〇 兼業代理店への指導が急に厳しくなった
〇 小規模専業代理店にも同じ圧力がかかっている
〇 金融庁の指導という言葉が理由に使われている
〇 実態調査よりも先に選別が始まっている
〇 品質向上という名目で、負荷だけが増えている
つまり、圧力は兼業代理店だけでなく、小規模専業代理店にも及んでいるというのが第一線の実感であり、財務大臣の回答からも、過度な対応は望ましくないという行政の懸念が読み取れます。
3.第一線の認識がズレる理由
理由は大きく3つあります。
① 第一線が金融庁の指導を過度に解釈している
金融庁は「規模に応じた体制整備」と言っていますが、現場では「一律の基準」が必須と解釈して活動している。
② 品質向上の名目で、実務負荷が増えている
品質向上は重要ですが、書類・点検・確認・報告が過剰になると、小規模代理店ほど疲弊します。
③ 兼業・専業の区別なく、規模で負荷が偏る
兼業か専業かではなく、小規模代理店ほど体制整備の負荷が重くなるという構造があります。
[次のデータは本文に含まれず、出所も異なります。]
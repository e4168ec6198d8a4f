use axum::{
    http::StatusCode,
    response::{IntoResponse, Response},
    Json,
};
use serde_json::json;
use wiz_catalog::{CatalogError, PricingError};
use wiz_core::{AuthError, BoxError, CoreError};
use wiz_order::CheckoutError;

#[derive(Debug)]
pub enum AppError {
    AuthenticationError(String),
    AuthorizationError(String),
    ValidationError(String),
    NotFoundError(String),
    ConflictError(String),
    PaymentError(String),
    BadGateway(String),
    ServiceUnavailable(String),
    InternalServerError(String),
    Anyhow(anyhow::Error),
}

impl IntoResponse for AppError {
    fn into_response(self) -> Response {
        let (status, error_message) = match self {
            AppError::AuthenticationError(msg) => (StatusCode::UNAUTHORIZED, msg),
            AppError::AuthorizationError(msg) => (StatusCode::FORBIDDEN, msg),
            AppError::ValidationError(msg) => (StatusCode::BAD_REQUEST, msg),
            AppError::NotFoundError(msg) => (StatusCode::NOT_FOUND, msg),
            AppError::ConflictError(msg) => (StatusCode::CONFLICT, msg),
            AppError::PaymentError(msg) => (StatusCode::PAYMENT_REQUIRED, msg),
            AppError::BadGateway(msg) => (StatusCode::BAD_GATEWAY, msg),
            AppError::ServiceUnavailable(msg) => (StatusCode::SERVICE_UNAVAILABLE, msg),
            AppError::InternalServerError(msg) => {
                tracing::error!("Internal Server Error: {}", msg);
                (StatusCode::INTERNAL_SERVER_ERROR, "Internal Server Error".to_string())
            }
            AppError::Anyhow(err) => {
                tracing::error!("Internal Server Error: {}", err);
                (StatusCode::INTERNAL_SERVER_ERROR, "Internal Server Error".to_string())
            }
        };

        let body = Json(json!({
            "error": error_message,
        }));

        (status, body).into_response()
    }
}

impl From<anyhow::Error> for AppError {
    fn from(err: anyhow::Error) -> Self {
        Self::Anyhow(err)
    }
}

impl From<BoxError> for AppError {
    fn from(err: BoxError) -> Self {
        Self::Anyhow(anyhow::anyhow!(err))
    }
}

impl From<CoreError> for AppError {
    fn from(err: CoreError) -> Self {
        match err {
            CoreError::ValidationError(msg) => AppError::ValidationError(msg),
            CoreError::NotFound(msg) => AppError::NotFoundError(msg),
            CoreError::IdentityError(msg) => AppError::AuthenticationError(msg),
            CoreError::InternalError(msg) => AppError::InternalServerError(msg),
        }
    }
}

impl From<AuthError> for AppError {
    fn from(err: AuthError) -> Self {
        let message = err.to_string();
        match err {
            AuthError::InvalidCredential => AppError::AuthenticationError(message),
            AuthError::EmailInUse => AppError::ConflictError(message),
            AuthError::WeakPassword | AuthError::InvalidEmail => AppError::ValidationError(message),
            AuthError::PermissionDenied => AppError::AuthorizationError(message),
            AuthError::Unavailable(detail) => {
                tracing::warn!("Identity service unavailable: {}", detail);
                AppError::ServiceUnavailable(message)
            }
        }
    }
}

impl From<PricingError> for AppError {
    fn from(err: PricingError) -> Self {
        AppError::ValidationError(err.to_string())
    }
}

impl From<CatalogError> for AppError {
    fn from(err: CatalogError) -> Self {
        match err {
            CatalogError::NotFound(id) => AppError::NotFoundError(format!("Room not found: {}", id)),
            CatalogError::Invalid(msg) => AppError::ValidationError(msg),
            CatalogError::Storage(msg) => AppError::InternalServerError(msg),
        }
    }
}

impl From<CheckoutError> for AppError {
    fn from(err: CheckoutError) -> Self {
        let message = err.to_string();
        match err {
            CheckoutError::Validation(_) => AppError::ValidationError(message),
            CheckoutError::DraftNotFound => AppError::NotFoundError(message),
            CheckoutError::GatewayNotReady => AppError::ServiceUnavailable(message),
            CheckoutError::PaymentInProgress | CheckoutError::NoOpenPayment => AppError::ConflictError(message),
            CheckoutError::PaymentWindowClosed | CheckoutError::GatewayRejected(_) => {
                AppError::PaymentError(message)
            }
            CheckoutError::Gateway(_) => AppError::BadGateway(message),
            // Handlers answer these with 202; reaching here is a bug.
            CheckoutError::StorageAfterPayment { .. }
            | CheckoutError::PaymentUnconfirmed { .. }
            | CheckoutError::AmountMismatch { .. } => AppError::InternalServerError(message),
        }
    }
}
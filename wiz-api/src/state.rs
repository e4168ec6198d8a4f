use std::sync::Arc;
use wiz_catalog::Catalog;
use wiz_core::{BookingRepository, FlagStore, IdentityProvider, OperatorElevation, ProfileRepository};
use wiz_order::{CheckoutOrchestrator, DraftStore};

use crate::metrics::Metrics;

#[derive(Clone)]
pub struct AuthConfig {
    pub secret: String,
    pub expiration: u64,
}

#[derive(Clone)]
pub struct AppState {
    pub catalog: Arc<Catalog>,
    pub bookings: Arc<dyn BookingRepository>,
    pub profiles: Arc<dyn ProfileRepository>,
    pub flags: Arc<dyn FlagStore>,
    pub identity: Arc<dyn IdentityProvider>,
    pub drafts: Arc<DraftStore>,
    pub checkout: Arc<CheckoutOrchestrator>,
    pub elevation: OperatorElevation,
    pub metrics: Arc<Metrics>,
    pub auth: AuthConfig,
}
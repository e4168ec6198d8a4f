use chrono::NaiveDate;
use serde::{Deserialize, Serialize};
use wiz_shared::Currency;

use crate::room::Rate;

/// Nights shown for a monthly unit, whatever dates were picked.
pub const MONTHLY_BILLED_NIGHTS: u32 = 30;

/// Dates the room detail view starts from.
pub const DEFAULT_CHECK_IN: &str = "2026-12-01";
pub const DEFAULT_CHECK_OUT: &str = "2026-12-05";

#[derive(Debug, thiserror::Error, PartialEq, Eq)]
pub enum PricingError {
    #[error("Invalid date {0:?}, expected YYYY-MM-DD")]
    InvalidDate(String),
}

/// Price of a stay as shown on the room detail view.
#[derive(Debug, Clone, Copy, Serialize, Deserialize, PartialEq, Eq)]
pub struct Quote {
    pub nights: u32,
    pub billed_nights: u32,
    pub total_pesewas: i64,
    pub currency: Currency,
}

/// Nights between two calendar dates. Same-day and inverted ranges count as
/// one night rather than failing.
pub fn nights(check_in: NaiveDate, check_out: NaiveDate) -> u32 {
    let days = (check_out - check_in).num_days();
    if days > 0 {
        u32::try_from(days).unwrap_or(u32::MAX)
    } else {
        1
    }
}

pub fn quote(rate: &Rate, check_in: NaiveDate, check_out: NaiveDate) -> Quote {
    let nights = nights(check_in, check_out);
    Quote {
        nights,
        billed_nights: rate.billed_nights(nights),
        total_pesewas: rate.total(nights),
        currency: Currency::Ghs,
    }
}

pub fn parse_date(raw: &str) -> Result<NaiveDate, PricingError> {
    NaiveDate::parse_from_str(raw.trim(), "%Y-%m-%d")
        .map_err(|_| PricingError::InvalidDate(raw.to_string()))
}

pub fn default_stay() -> Result<(NaiveDate, NaiveDate), PricingError> {
    Ok((parse_date(DEFAULT_CHECK_IN)?, parse_date(DEFAULT_CHECK_OUT)?))
}
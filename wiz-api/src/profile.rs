use axum::{
    extract::State,
    routing::get,
    Json, Router,
};
use serde::Deserialize;
use wiz_core::{Booking, Role, UserProfile};

use crate::{error::AppError, middleware::Session, state::AppState};

#[derive(Debug, Deserialize)]
pub struct UpdateProfileRequest {
    pub display_name: String,
    /// Provider token returned at sign-in
    pub id_token: String,
}

pub fn routes() -> Router<AppState> {
    Router::new()
        .route("/v1/profile", get(get_profile).put(update_profile))
        .route("/v1/profile/bookings", get(my_bookings))
}

async fn get_profile(State(state): State<AppState>, session: Session) -> Result<Json<UserProfile>, AppError> {
    let user = session.require_user()?;
    let profile = state
        .profiles
        .get_profile(&user.uid)
        .await?
        .ok_or_else(|| AppError::NotFoundError("Profile not found".to_string()))?;
    Ok(Json(profile))
}

async fn update_profile(
    State(state): State<AppState>,
    session: Session,
    Json(req): Json<UpdateProfileRequest>,
) -> Result<Json<UserProfile>, AppError> {
    let user = session.require_user()?;
    let display_name = req.display_name.trim();
    if display_name.is_empty() {
        return Err(AppError::ValidationError("Display name must not be empty".to_string()));
    }

    let updated = state.identity.update_profile(&req.id_token, display_name).await?;
    if updated.uid != user.uid {
        return Err(AppError::AuthorizationError("Token belongs to another account".to_string()));
    }

    let profile = match state.profiles.get_profile(&user.uid).await? {
        Some(mut profile) => {
            profile.display_name = display_name.to_string();
            profile
        }
        None => UserProfile::new(user, display_name, Role::Guest),
    };
    state.profiles.put_profile(&profile).await?;
    Ok(Json(profile))
}

async fn my_bookings(State(state): State<AppState>, session: Session) -> Result<Json<Vec<Booking>>, AppError> {
    let user = session.require_user()?;
    Ok(Json(state.bookings.list_for_user(&user.uid).await?))
}
use async_trait::async_trait;
use chrono::{DateTime, Utc};
use sqlx::PgPool;
use wiz_core::{BoxError, ProfileRepository, Role, UserProfile};

use crate::StoreError;

pub struct PgProfileRepository {
    pool: PgPool,
}

impl PgProfileRepository {
    pub fn new(pool: PgPool) -> Self {
        Self { pool }
    }
}

#[derive(sqlx::FromRow)]
struct ProfileRow {
    uid: String,
    email: String,
    display_name: String,
    role: String,
    joined_at: DateTime<Utc>,
}

#[async_trait]
impl ProfileRepository for PgProfileRepository {
    async fn get_profile(&self, uid: &str) -> Result<Option<UserProfile>, BoxError> {
        let row = sqlx::query_as::<_, ProfileRow>(
            "SELECT uid, email, display_name, role, joined_at FROM user_profiles WHERE uid = $1",
        )
        .bind(uid)
        .fetch_optional(&self.pool)
        .await?;

        let Some(row) = row else {
            return Ok(None);
        };

        let role = Role::parse(&row.role)
            .ok_or_else(|| StoreError::Corrupt(format!("profile {} has role {:?}", row.uid, row.role)))?;

        Ok(Some(UserProfile {
            uid: row.uid,
            email: row.email,
            display_name: row.display_name,
            role,
            joined_at: row.joined_at,
        }))
    }

    async fn put_profile(&self, profile: &UserProfile) -> Result<(), BoxError> {
        sqlx::query(
            r#"
            INSERT INTO user_profiles (uid, email, display_name, role, joined_at)
            VALUES ($1, $2, $3, $4, $5)
            ON CONFLICT (uid) DO UPDATE
            SET email = EXCLUDED.email,
                display_name = EXCLUDED.display_name,
                role = EXCLUDED.role
            "#,
        )
        .bind(&profile.uid)
        .bind(&profile.email)
        .bind(&profile.display_name)
        .bind(profile.role.as_str())
        .bind(profile.joined_at)
        .execute(&self.pool)
        .await?;

        Ok(())
    }
}
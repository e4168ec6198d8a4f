use async_trait::async_trait;
use chrono::{NaiveDate, Utc};
use serde::{Deserialize, Serialize};
use std::collections::HashMap;
use std::sync::atomic::{AtomicBool, AtomicUsize, Ordering};
use std::sync::Arc;
use tokio::sync::Mutex;
use tracing::{error, info, warn};
use uuid::Uuid;
use wiz_core::booking::{ANONYMOUS_USER, GATEWAY_LABEL};
use wiz_core::payment::{CustomField, PaymentMetadata};
use wiz_core::{
    AuthUser, Booking, BookingRepository, BookingStatus, BoxError, NewBooking, PaymentGateway, PaymentRequest,
    TransactionStatus, VerifiedTransaction,
};
use wiz_shared::{Currency, Masked};

use crate::draft::{DraftStore, ReservationDraft};
use crate::error::CheckoutError;
use crate::readiness::GatewayReadiness;
use crate::reconciliation::ReconciliationQueue;

const REFERENCE_PREFIX: &str = "GUEST-WIZ";

/// Contact fields collected on the checkout form.
#[derive(Debug, Clone, Deserialize)]
pub struct GuestIdentity {
    pub full_name: String,
    pub email: String,
    pub phone: String,
}

/// A guest identity that passed validation: every field trimmed and present.
#[derive(Debug, Clone)]
pub struct VerifiedGuest {
    pub full_name: String,
    pub email: Masked<String>,
    pub phone: Masked<String>,
}

impl GuestIdentity {
    pub fn validate(&self) -> Result<VerifiedGuest, CheckoutError> {
        let full_name = self.full_name.trim();
        let email = self.email.trim();
        let phone = self.phone.trim();
        if full_name.is_empty() || email.is_empty() || phone.is_empty() {
            return Err(CheckoutError::incomplete_identity());
        }
        Ok(VerifiedGuest {
            full_name: full_name.to_string(),
            email: Masked::new(email.to_string()),
            phone: Masked::new(phone.to_string()),
        })
    }
}

/// What the gateway widget reported back to the browser.
#[derive(Debug, Clone, Copy, PartialEq, Eq, Serialize, Deserialize)]
#[serde(rename_all = "snake_case")]
pub enum PaymentOutcome {
    Success,
    Closed,
}

/// Checkout progress for one draft, as the checkout view shows it.
#[derive(Debug, Clone, Default, Serialize)]
pub struct CheckoutSession {
    /// Set while a payment or the booking write is outstanding
    pub processing: bool,
    pub last_error: Option<String>,
    pub pending_reference: Option<String>,
    #[serde(skip)]
    open: Option<OpenPayment>,
}

#[derive(Debug, Clone)]
struct OpenPayment {
    reference: String,
    amount: i64,
    guest: VerifiedGuest,
    user_id: String,
    draft: ReservationDraft,
}

impl OpenPayment {
    fn booking(&self) -> NewBooking {
        NewBooking {
            user_id: self.user_id.clone(),
            guest_name: self.guest.full_name.clone(),
            guest_email: self.guest.email.clone(),
            guest_phone: self.guest.phone.clone(),
            room_name: self.draft.room.name.clone(),
            check_in: self.draft.check_in,
            check_out: self.draft.check_out,
            guests: self.draft.guests,
            total_pesewas: self.draft.total_pesewas,
            currency: self.draft.currency,
            status: BookingStatus::Confirmed,
            payment_reference: self.reference.clone(),
            gateway: GATEWAY_LABEL.to_string(),
            created_at: Utc::now(),
        }
    }
}

/// Shown on the success view.
#[derive(Debug, Clone, Serialize, PartialEq, Eq)]
pub struct Confirmation {
    pub booking_id: String,
    pub room_name: String,
    pub check_in: NaiveDate,
    pub check_out: NaiveDate,
    pub guests: u32,
    pub total_pesewas: i64,
    pub currency: Currency,
    pub reference: String,
    pub guest_name: String,
}

impl From<&Booking> for Confirmation {
    fn from(booking: &Booking) -> Self {
        Self {
            booking_id: booking.id.clone(),
            room_name: booking.room_name.clone(),
            check_in: booking.check_in,
            check_out: booking.check_out,
            guests: booking.guests,
            total_pesewas: booking.total_pesewas,
            currency: booking.currency,
            reference: booking.payment_reference.clone(),
            guest_name: booking.guest_name.clone(),
        }
    }
}

/// `GUEST-WIZ-<unix millis>-<8 hex chars>`
pub fn payment_reference() -> String {
    let suffix = Uuid::new_v4().simple().to_string();
    format!("{}-{}-{}", REFERENCE_PREFIX, Utc::now().timestamp_millis(), &suffix[..8])
}

pub struct CheckoutOrchestrator {
    public_key: String,
    gateway: Arc<dyn PaymentGateway>,
    readiness: GatewayReadiness,
    bookings: Arc<dyn BookingRepository>,
    drafts: Arc<DraftStore>,
    reconciliation: Arc<ReconciliationQueue>,
    sessions: Mutex<HashMap<Uuid, CheckoutSession>>,
}

impl CheckoutOrchestrator {
    pub fn new(
        public_key: String,
        gateway: Arc<dyn PaymentGateway>,
        readiness: GatewayReadiness,
        bookings: Arc<dyn BookingRepository>,
        drafts: Arc<DraftStore>,
        reconciliation: Arc<ReconciliationQueue>,
    ) -> Self {
        Self {
            public_key,
            gateway,
            readiness,
            bookings,
            drafts,
            reconciliation,
            sessions: Mutex::new(HashMap::new()),
        }
    }

    pub fn gateway_ready(&self) -> bool {
        self.readiness.is_ready()
    }

    pub async fn session(&self, draft_id: Uuid) -> CheckoutSession {
        self.sessions
            .lock()
            .await
            .get(&draft_id)
            .cloned()
            .unwrap_or_default()
    }

    async fn record_error(&self, draft_id: Uuid, err: &CheckoutError) {
        let mut sessions = self.sessions.lock().await;
        let session = sessions.entry(draft_id).or_default();
        session.last_error = Some(err.to_string());
    }

    /// Validates the guest and opens a payment for the draft. The returned
    /// request is what the gateway's embedded widget is set up with.
    pub async fn initiate(
        &self,
        draft_id: Uuid,
        identity: &GuestIdentity,
        user: Option<&AuthUser>,
    ) -> Result<PaymentRequest, CheckoutError> {
        let draft = self.drafts.get(draft_id).await.ok_or(CheckoutError::DraftNotFound)?;

        let guest = match identity.validate() {
            Ok(guest) => guest,
            Err(e) => {
                self.record_error(draft_id, &e).await;
                return Err(e);
            }
        };

        if !self.readiness.is_ready() {
            let e = CheckoutError::GatewayNotReady;
            self.record_error(draft_id, &e).await;
            return Err(e);
        }

        let mut sessions = self.sessions.lock().await;
        let session = sessions.entry(draft_id).or_default();
        if session.processing {
            return Err(CheckoutError::PaymentInProgress);
        }

        let reference = payment_reference();
        let request = PaymentRequest {
            key: self.public_key.clone(),
            email: guest.email.expose().clone(),
            amount: draft.total_pesewas,
            currency: draft.currency,
            reference: reference.clone(),
            metadata: PaymentMetadata {
                custom_fields: vec![
                    CustomField {
                        display_name: "Guest Name".to_string(),
                        variable_name: "guest_name".to_string(),
                        value: guest.full_name.clone(),
                    },
                    CustomField {
                        display_name: "Phone Number".to_string(),
                        variable_name: "phone_number".to_string(),
                        value: guest.phone.expose().clone(),
                    },
                ],
            },
        };

        info!(
            "Payment {} opened for draft {} ({} pesewas, guest {})",
            reference, draft_id, draft.total_pesewas, guest.email
        );

        session.processing = true;
        session.last_error = None;
        session.pending_reference = Some(reference.clone());
        session.open = Some(OpenPayment {
            reference,
            amount: draft.total_pesewas,
            guest,
            user_id: user.map(|u| u.uid.clone()).unwrap_or_else(|| ANONYMOUS_USER.to_string()),
            draft,
        });

        Ok(request)
    }

    /// Handles the widget's callback for `reference`.
    pub async fn complete(
        &self,
        draft_id: Uuid,
        reference: &str,
        outcome: PaymentOutcome,
    ) -> Result<Confirmation, CheckoutError> {
        let open = {
            let sessions = self.sessions.lock().await;
            sessions
                .get(&draft_id)
                .and_then(|s| s.open.clone())
                .filter(|o| o.reference == reference)
        };

        let Some(open) = open else {
            // A replayed success callback finds the booking already written.
            if outcome == PaymentOutcome::Success {
                if let Ok(Some(booking)) = self.bookings.find_by_reference(reference).await {
                    return Ok(Confirmation::from(&booking));
                }
            }
            return Err(CheckoutError::NoOpenPayment);
        };

        if outcome == PaymentOutcome::Closed {
            info!("Payment window closed for {}", reference);
            return Err(self.close(draft_id, CheckoutError::PaymentWindowClosed).await);
        }

        let verified = match self.gateway.verify_transaction(reference).await {
            Ok(verified) => verified,
            Err(e) => {
                // The guest may well have paid; let the sweep settle it.
                error!("Verification of {} failed: {}", reference, e);
                self.reconciliation.enqueue(open.booking()).await;
                return Err(self.close(draft_id, CheckoutError::Gateway(e.to_string())).await);
            }
        };

        if !verified.settles(open.amount) {
            warn!(
                "Payment {} not settled: {:?}, {} of {} pesewas",
                reference, verified.status, verified.amount, open.amount
            );
            let reference = reference.to_string();
            let err = match verified.status {
                TransactionStatus::Failed | TransactionStatus::Abandoned => {
                    let reason = format!("transaction is {:?}", verified.status).to_lowercase();
                    CheckoutError::GatewayRejected(reason)
                }
                TransactionStatus::Pending => {
                    self.reconciliation.enqueue(open.booking()).await;
                    CheckoutError::PaymentUnconfirmed { reference }
                }
                TransactionStatus::Success => {
                    self.reconciliation.enqueue(open.booking()).await;
                    CheckoutError::AmountMismatch { reference }
                }
            };
            return Err(self.close(draft_id, err).await);
        }

        let new_booking = open.booking();
        match self.bookings.record_booking(&new_booking).await {
            Ok(booking) => {
                info!("Booking {} confirmed for payment {}", booking.id, reference);
                self.drafts.discard(draft_id).await;
                self.sessions.lock().await.remove(&draft_id);
                Ok(Confirmation::from(&booking))
            }
            Err(e) => {
                error!("Booking write failed after payment {}: {}", reference, e);
                self.reconciliation.enqueue(new_booking).await;
                let err = CheckoutError::StorageAfterPayment { reference: reference.to_string() };
                Err(self.close(draft_id, err).await)
            }
        }
    }

    /// Drops checkout state for drafts that are gone and have no payment open.
    pub async fn prune_sessions(&self) -> usize {
        let idle: Vec<Uuid> = {
            let sessions = self.sessions.lock().await;
            sessions
                .iter()
                .filter(|(_, s)| s.open.is_none())
                .map(|(id, _)| *id)
                .collect()
        };

        let mut gone = Vec::new();
        for id in idle {
            if self.drafts.get(id).await.is_none() {
                gone.push(id);
            }
        }

        let mut sessions = self.sessions.lock().await;
        let before = sessions.len();
        for id in gone {
            if sessions.get(&id).is_some_and(|s| s.open.is_none()) {
                sessions.remove(&id);
            }
        }
        before - sessions.len()
    }

    pub async fn session_count(&self) -> usize {
        self.sessions.lock().await.len()
    }

    /// Ends the open payment, keeping the draft so the guest can retry.
    async fn close(&self, draft_id: Uuid, err: CheckoutError) -> CheckoutError {
        let mut sessions = self.sessions.lock().await;
        let session = sessions.entry(draft_id).or_default();
        session.processing = false;
        session.open = None;
        session.last_error = Some(err.to_string());
        err
    }
}

/// Stand-in gateway for tests and local runs without gateway keys.
pub struct MockPaymentGateway {
    ready: AtomicBool,
    fail_verify: AtomicBool,
    verify_calls: AtomicUsize,
    ledger: Mutex<HashMap<String, (TransactionStatus, i64)>>,
}

impl MockPaymentGateway {
    pub fn new(ready: bool) -> Self {
        Self {
            ready: AtomicBool::new(ready),
            fail_verify: AtomicBool::new(false),
            verify_calls: AtomicUsize::new(0),
            ledger: Mutex::new(HashMap::new()),
        }
    }

    pub fn set_ready(&self, ready: bool) {
        self.ready.store(ready, Ordering::SeqCst);
    }

    pub fn set_fail_verify(&self, fail: bool) {
        self.fail_verify.store(fail, Ordering::SeqCst);
    }

    pub fn verify_calls(&self) -> usize {
        self.verify_calls.load(Ordering::SeqCst)
    }

    /// Records a successful capture of `amount` for `reference`.
    pub async fn settle(&self, reference: &str, amount: i64) {
        self.ledger
            .lock()
            .await
            .insert(reference.to_string(), (TransactionStatus::Success, amount));
    }

    pub async fn decline(&self, reference: &str) {
        self.ledger
            .lock()
            .await
            .insert(reference.to_string(), (TransactionStatus::Failed, 0));
    }
}

#[async_trait]
impl PaymentGateway for MockPaymentGateway {
    async fn is_ready(&self) -> bool {
        self.ready.load(Ordering::SeqCst)
    }

    async fn verify_transaction(&self, reference: &str) -> Result<VerifiedTransaction, BoxError> {
        self.verify_calls.fetch_add(1, Ordering::SeqCst);
        if self.fail_verify.load(Ordering::SeqCst) {
            return Err("Simulated gateway outage".into());
        }

        let (status, amount) = self
            .ledger
            .lock()
            .await
            .get(reference)
            .copied()
            .unwrap_or((TransactionStatus::Pending, 0));

        Ok(VerifiedTransaction {
            reference: reference.to_string(),
            status,
            amount,
            currency: Currency::Ghs,
            paid_at: (status == TransactionStatus::Success).then(Utc::now),
        })
    }
}
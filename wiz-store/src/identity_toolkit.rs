use async_trait::async_trait;
use serde::de::DeserializeOwned;
use serde::{Deserialize, Serialize};
use std::time::Duration;
use wiz_core::{AuthError, AuthSession, AuthUser, IdentityProvider};

use crate::StoreError;

/// REST client for the hosted authentication service.
pub struct IdentityToolkitClient {
    http: reqwest::Client,
    base_url: String,
    api_key: String,
}

#[derive(Serialize)]
#[serde(rename_all = "camelCase")]
struct PasswordRequest<'a> {
    email: &'a str,
    password: &'a str,
    return_secure_token: bool,
}

#[derive(Serialize)]
#[serde(rename_all = "camelCase")]
struct OobRequest<'a> {
    request_type: &'static str,
    email: &'a str,
}

#[derive(Serialize)]
#[serde(rename_all = "camelCase")]
struct UpdateRequest<'a> {
    id_token: &'a str,
    display_name: &'a str,
    return_secure_token: bool,
}

#[derive(Deserialize)]
#[serde(rename_all = "camelCase")]
struct AccountResponse {
    local_id: String,
    email: String,
    #[serde(default)]
    display_name: Option<String>,
    #[serde(default)]
    id_token: Option<String>,
}

#[derive(Deserialize)]
struct ErrorEnvelope {
    error: ErrorBody,
}

#[derive(Deserialize)]
struct ErrorBody {
    message: String,
}

impl IdentityToolkitClient {
    pub fn new(base_url: &str, api_key: &str) -> Result<Self, StoreError> {
        let http = reqwest::Client::builder()
            .timeout(Duration::from_secs(10))
            .build()?;
        Ok(Self {
            http,
            base_url: base_url.trim_end_matches('/').to_string(),
            api_key: api_key.to_string(),
        })
    }

    async fn call<B: Serialize + Sync, R: DeserializeOwned>(&self, method: &str, body: &B) -> Result<R, AuthError> {
        let url = format!("{}/accounts:{}", self.base_url, method);
        let response = self
            .http
            .post(url)
            .query(&[("key", self.api_key.as_str())])
            .json(body)
            .send()
            .await
            .map_err(|e| AuthError::Unavailable(e.to_string()))?;

        if response.status().is_success() {
            return response
                .json::<R>()
                .await
                .map_err(|e| AuthError::Unavailable(e.to_string()));
        }

        let status = response.status();
        match response.json::<ErrorEnvelope>().await {
            Ok(envelope) => {
                tracing::warn!("Identity call {} rejected: {}", method, envelope.error.message);
                Err(AuthError::from_code(&envelope.error.message))
            }
            Err(_) => Err(AuthError::Unavailable(format!("identity service returned {}", status))),
        }
    }

    fn into_session(account: AccountResponse) -> Result<AuthSession, AuthError> {
        let id_token = account
            .id_token
            .ok_or_else(|| AuthError::Unavailable("identity service returned no token".to_string()))?;
        Ok(AuthSession {
            user: AuthUser {
                uid: account.local_id,
                email: account.email,
                display_name: account.display_name.filter(|n| !n.is_empty()),
            },
            id_token,
        })
    }
}

#[async_trait]
impl IdentityProvider for IdentityToolkitClient {
    async fn sign_up(&self, email: &str, password: &str) -> Result<AuthSession, AuthError> {
        let body = PasswordRequest { email, password, return_secure_token: true };
        Self::into_session(self.call("signUp", &body).await?)
    }

    async fn sign_in(&self, email: &str, password: &str) -> Result<AuthSession, AuthError> {
        let body = PasswordRequest { email, password, return_secure_token: true };
        Self::into_session(self.call("signInWithPassword", &body).await?)
    }

    async fn send_password_reset(&self, email: &str) -> Result<(), AuthError> {
        let body = OobRequest { request_type: "PASSWORD_RESET", email };
        let _: serde_json::Value = self.call("sendOobCode", &body).await?;
        Ok(())
    }

    async fn update_profile(&self, id_token: &str, display_name: &str) -> Result<AuthUser, AuthError> {
        let body = UpdateRequest { id_token, display_name, return_secure_token: true };
        let account: AccountResponse = self.call("update", &body).await?;
        Ok(AuthUser {
            uid: account.local_id,
            email: account.email,
            display_name: account.display_name,
        })
    }
}

#[cfg(test)]
mod tests {
    use super::*;

    #[test]
    fn test_error_envelope_maps_to_taxonomy() {
        let body = r#"{"error":{"code":400,"message":"EMAIL_EXISTS","errors":[]}}"#;
        let envelope: ErrorEnvelope = serde_json::from_str(body).unwrap();
        assert_eq!(AuthError::from_code(&envelope.error.message), AuthError::EmailInUse);
    }

    #[test]
    fn test_account_response_becomes_session() {
        let body = r#"{"localId":"abc123","email":"ama@example.com","idToken":"tok","displayName":""}"#;
        let account: AccountResponse = serde_json::from_str(body).unwrap();
        let session = IdentityToolkitClient::into_session(account).unwrap();
        assert_eq!(session.user.uid, "abc123");
        assert_eq!(session.user.display_name, None);
        assert_eq!(session.id_token, "tok");
    }
}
財務大臣は制度の趣旨を説明していますが、 第一線が抱える負荷は、制度の想定を超えていると容易に推察できます。第一線は、規模に応じた体制整備という本来の趣旨よりも、一律の基準を満たすことに意識が向きすぎている。
4.会見が示す行政の本音
財務大臣の回答から読み取れる行政の本音は、以下の通りです。
〇 兼業代理店を切り捨てる意図はない
〇 小規模代理店にも継続してほしい
〇 過度な体制整備は求めない
〇 一方的な契約解除は望ましくない
〇 実態調査を行い、第一線の誤解を正したい
〇 損保会社にこそ、品質向上を求める
つまり、行政は「代理店の選別」を望んでいないということです。むしろ、損保会社の第一線による過度な対応を抑制したいという意図が読み取れます。
5.代理店が今やるべきこと
今回の会見を踏まえて、代理店が取るべき行動は次の通りです。
〇 業務品質の統一(最優先)
〇 手続きの漏れ・誤りの減少(実効性のある改善)
〇 説明責任の明確化
〇 再発防止策の実行と定着
〇 保険会社とのコミュニケーション強化
〇 金融庁の指導という言葉の真意を確認する
行政は「規模に応じた体制整備」を求めています。つまり、小規模代理店でも十分に対応可能な範囲です。
<まとめ>
今回の財務大臣会見は、兼業代理店だけでなく、小規模専業代理店にとっても重要な内容です。
〇 切り捨てではなく、品質向上への期待
〇 過度な体制整備は求めない
〇 一方的な契約解除は望ましくない
〇 実態調査で誤解を正す
〇 小規模代理店でも十分に対応可能
第一線の不安が強い時期だからこそ、今回の会見は、冷静に整理しておくべき内容と感じます。だからと言って、中小規模の代理店が今まで通りの業務品質で構わないという意味ではありません。品質向上への取組みや体制整備に後れを取らないよう、引き続き丁寧に進めていくことが大切です。